WORK TO BE COMPLETED
Your answer should consist of each line below that contains the string "Müller".

--- RECORDS FOR THIS TASK Enclosed Below ---

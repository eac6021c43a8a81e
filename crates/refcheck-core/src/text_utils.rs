//! Small text helpers shared by the parser and the matcher.

use unicode_general_category::{GeneralCategory, get_general_category};
use unicode_normalization::UnicodeNormalization;

/// True for any Unicode letter (general categories Lu, Ll, Lt, Lm, Lo).
pub fn is_letter(c: char) -> bool {
    matches!(
        get_general_category(c),
        GeneralCategory::UppercaseLetter
            | GeneralCategory::LowercaseLetter
            | GeneralCategory::TitlecaseLetter
            | GeneralCategory::ModifierLetter
            | GeneralCategory::OtherLetter
    )
}

/// Decompose `text` and keep only its letters, dropping diacritics,
/// digits and punctuation. Whitespace survives when `keep_spaces` is set.
///
/// `"Müller-Lüdenscheidt"` becomes `"MullerLudenscheidt"`.
pub fn letters_only(text: &str, keep_spaces: bool) -> String {
    text.nfkd()
        .filter(|&c| is_letter(c) || (keep_spaces && c.is_whitespace()))
        .collect()
}

/// Collapse every run of whitespace to a single space and trim the ends.
pub fn collapse_whitespace(text: &str) -> String {
    text.split_whitespace().collect::<Vec<_>>().join(" ")
}

#[cfg(test)]
mod tests {
    use super::*;

    #[test]
    fn letters_only_strips_diacritics_and_punctuation() {
        assert_eq!(letters_only("Müller-Lüdenscheidt", false), "MullerLudenscheidt");
        assert_eq!(letters_only("Ó Dálaigh, 42", true), "O Dalaigh ");
        assert_eq!(letters_only("Jiménez", false), "Jimenez");
    }

    #[test]
    fn letters_include_non_latin_scripts() {
        assert!(is_letter('ж'));
        assert!(is_letter('名'));
        assert!(!is_letter('7'));
        assert!(!is_letter('\u{0301}'));
    }

    #[test]
    fn collapse_whitespace_trims_and_joins() {
        assert_eq!(collapse_whitespace("  a \t b\n\nc "), "a b c");
        assert_eq!(collapse_whitespace("   "), "");
    }
}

--- End of Enclosed RECORDS FOR THIS TASK ---

RESULT
/// `"Müller-Lüdenscheidt"` becomes `"MullerLudenscheidt"`.
        assert_eq!(letters_only("Müller-Lüdenscheidt", false), "MullerLudenscheidt");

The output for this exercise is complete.